● EXERCISE DETAILS
Each line of the records below that holds "Debug" should be returned.

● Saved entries
──────────

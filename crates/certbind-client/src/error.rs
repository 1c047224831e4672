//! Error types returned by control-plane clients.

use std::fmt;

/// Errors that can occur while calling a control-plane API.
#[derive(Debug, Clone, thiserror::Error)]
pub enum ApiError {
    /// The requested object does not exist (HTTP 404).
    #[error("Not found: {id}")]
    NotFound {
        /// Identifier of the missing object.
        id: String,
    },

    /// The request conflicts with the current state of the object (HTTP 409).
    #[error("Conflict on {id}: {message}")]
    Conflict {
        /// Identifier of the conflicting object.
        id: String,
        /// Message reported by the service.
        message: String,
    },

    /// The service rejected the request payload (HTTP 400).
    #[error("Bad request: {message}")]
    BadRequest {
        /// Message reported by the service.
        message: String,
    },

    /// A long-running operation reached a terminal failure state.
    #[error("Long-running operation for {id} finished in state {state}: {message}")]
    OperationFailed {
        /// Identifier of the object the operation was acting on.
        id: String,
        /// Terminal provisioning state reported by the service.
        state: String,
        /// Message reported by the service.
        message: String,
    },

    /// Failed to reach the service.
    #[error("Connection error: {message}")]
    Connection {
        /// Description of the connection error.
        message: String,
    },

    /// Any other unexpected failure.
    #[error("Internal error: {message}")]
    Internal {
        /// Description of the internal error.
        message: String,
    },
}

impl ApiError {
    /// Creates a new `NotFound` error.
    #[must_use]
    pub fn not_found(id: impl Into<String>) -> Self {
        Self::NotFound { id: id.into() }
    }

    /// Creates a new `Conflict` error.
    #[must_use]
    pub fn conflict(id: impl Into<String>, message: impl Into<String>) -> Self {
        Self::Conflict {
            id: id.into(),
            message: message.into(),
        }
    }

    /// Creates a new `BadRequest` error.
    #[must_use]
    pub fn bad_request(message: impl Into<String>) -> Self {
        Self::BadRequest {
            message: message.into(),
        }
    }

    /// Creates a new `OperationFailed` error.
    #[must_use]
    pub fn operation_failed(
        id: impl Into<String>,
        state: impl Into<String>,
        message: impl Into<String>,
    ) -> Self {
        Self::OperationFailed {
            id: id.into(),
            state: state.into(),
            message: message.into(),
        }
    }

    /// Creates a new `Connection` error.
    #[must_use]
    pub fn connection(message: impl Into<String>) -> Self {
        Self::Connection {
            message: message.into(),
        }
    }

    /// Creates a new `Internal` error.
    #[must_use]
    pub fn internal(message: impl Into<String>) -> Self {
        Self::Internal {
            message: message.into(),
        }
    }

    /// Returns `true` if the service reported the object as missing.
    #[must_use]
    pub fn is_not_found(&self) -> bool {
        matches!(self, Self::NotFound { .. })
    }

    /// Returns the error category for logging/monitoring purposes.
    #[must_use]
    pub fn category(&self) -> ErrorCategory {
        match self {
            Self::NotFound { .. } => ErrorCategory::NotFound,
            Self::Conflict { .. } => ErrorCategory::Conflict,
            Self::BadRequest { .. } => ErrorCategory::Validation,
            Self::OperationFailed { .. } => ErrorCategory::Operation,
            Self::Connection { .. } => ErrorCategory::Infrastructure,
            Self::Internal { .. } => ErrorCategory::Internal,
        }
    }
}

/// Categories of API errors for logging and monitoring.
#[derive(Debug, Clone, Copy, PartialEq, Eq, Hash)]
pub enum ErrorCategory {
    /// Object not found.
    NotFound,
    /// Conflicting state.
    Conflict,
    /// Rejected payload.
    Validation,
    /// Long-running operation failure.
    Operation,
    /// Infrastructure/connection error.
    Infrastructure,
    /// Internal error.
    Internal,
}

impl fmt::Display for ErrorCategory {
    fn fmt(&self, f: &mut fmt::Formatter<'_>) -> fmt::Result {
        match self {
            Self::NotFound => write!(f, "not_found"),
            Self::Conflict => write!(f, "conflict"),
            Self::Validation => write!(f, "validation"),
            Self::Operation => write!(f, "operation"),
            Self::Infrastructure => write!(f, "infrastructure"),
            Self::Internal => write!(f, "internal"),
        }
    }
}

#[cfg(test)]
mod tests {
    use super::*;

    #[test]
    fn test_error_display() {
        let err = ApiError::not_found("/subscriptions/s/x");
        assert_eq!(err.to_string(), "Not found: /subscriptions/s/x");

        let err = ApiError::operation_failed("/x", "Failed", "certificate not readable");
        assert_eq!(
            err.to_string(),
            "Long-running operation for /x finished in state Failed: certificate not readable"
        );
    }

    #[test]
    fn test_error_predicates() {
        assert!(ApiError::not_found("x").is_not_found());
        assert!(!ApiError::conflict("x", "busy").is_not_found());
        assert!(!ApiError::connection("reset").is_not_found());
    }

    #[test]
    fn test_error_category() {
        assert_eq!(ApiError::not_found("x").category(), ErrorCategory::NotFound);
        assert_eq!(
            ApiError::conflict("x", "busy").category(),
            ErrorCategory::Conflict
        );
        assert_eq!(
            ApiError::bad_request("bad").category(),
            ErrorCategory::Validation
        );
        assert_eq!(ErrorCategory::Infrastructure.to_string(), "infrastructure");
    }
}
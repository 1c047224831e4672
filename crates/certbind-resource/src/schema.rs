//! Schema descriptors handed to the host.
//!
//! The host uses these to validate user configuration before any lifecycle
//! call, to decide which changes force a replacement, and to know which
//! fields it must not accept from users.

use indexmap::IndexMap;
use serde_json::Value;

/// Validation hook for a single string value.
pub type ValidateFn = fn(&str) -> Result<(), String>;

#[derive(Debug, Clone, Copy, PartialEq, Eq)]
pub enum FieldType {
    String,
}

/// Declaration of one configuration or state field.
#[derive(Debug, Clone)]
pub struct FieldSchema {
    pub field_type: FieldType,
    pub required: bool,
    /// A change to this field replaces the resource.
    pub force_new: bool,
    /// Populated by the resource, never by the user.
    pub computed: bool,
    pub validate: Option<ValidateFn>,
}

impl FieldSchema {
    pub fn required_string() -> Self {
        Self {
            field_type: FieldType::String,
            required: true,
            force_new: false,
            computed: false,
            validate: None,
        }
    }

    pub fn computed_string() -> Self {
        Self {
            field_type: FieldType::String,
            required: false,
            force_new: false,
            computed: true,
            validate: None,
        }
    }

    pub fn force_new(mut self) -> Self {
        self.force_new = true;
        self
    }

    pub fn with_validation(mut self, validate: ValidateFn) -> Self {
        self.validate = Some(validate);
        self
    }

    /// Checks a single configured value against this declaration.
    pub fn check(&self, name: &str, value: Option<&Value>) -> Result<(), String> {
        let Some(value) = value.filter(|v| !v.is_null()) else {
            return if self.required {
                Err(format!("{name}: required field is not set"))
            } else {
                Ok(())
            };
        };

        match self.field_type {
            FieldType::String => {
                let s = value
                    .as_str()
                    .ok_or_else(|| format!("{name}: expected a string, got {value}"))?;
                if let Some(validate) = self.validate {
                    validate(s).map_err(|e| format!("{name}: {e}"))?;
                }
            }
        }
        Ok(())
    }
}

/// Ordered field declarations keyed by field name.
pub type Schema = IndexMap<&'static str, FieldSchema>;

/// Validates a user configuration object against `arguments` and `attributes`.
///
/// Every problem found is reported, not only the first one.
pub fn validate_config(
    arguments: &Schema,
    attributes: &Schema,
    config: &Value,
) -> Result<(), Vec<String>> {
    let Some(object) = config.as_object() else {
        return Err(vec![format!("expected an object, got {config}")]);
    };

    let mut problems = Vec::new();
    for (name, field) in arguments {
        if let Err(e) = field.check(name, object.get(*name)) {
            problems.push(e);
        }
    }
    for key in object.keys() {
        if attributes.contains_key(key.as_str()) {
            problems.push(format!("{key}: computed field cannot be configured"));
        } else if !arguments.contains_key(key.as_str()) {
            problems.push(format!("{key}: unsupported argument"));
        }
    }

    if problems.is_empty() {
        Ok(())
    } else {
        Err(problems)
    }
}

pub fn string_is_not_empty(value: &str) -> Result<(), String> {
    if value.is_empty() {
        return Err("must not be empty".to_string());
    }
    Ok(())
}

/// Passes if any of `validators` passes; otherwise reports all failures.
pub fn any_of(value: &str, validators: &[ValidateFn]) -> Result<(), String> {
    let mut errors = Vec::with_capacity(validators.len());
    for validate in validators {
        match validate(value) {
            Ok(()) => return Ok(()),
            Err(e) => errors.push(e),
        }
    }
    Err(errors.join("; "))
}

──────────

● OUTPUT
#[derive(Debug, Clone, thiserror::Error)]
#[derive(Debug, Clone, Copy, PartialEq, Eq, Hash)]
#[derive(Debug, Clone, Copy, PartialEq, Eq)]
#[derive(Debug, Clone)]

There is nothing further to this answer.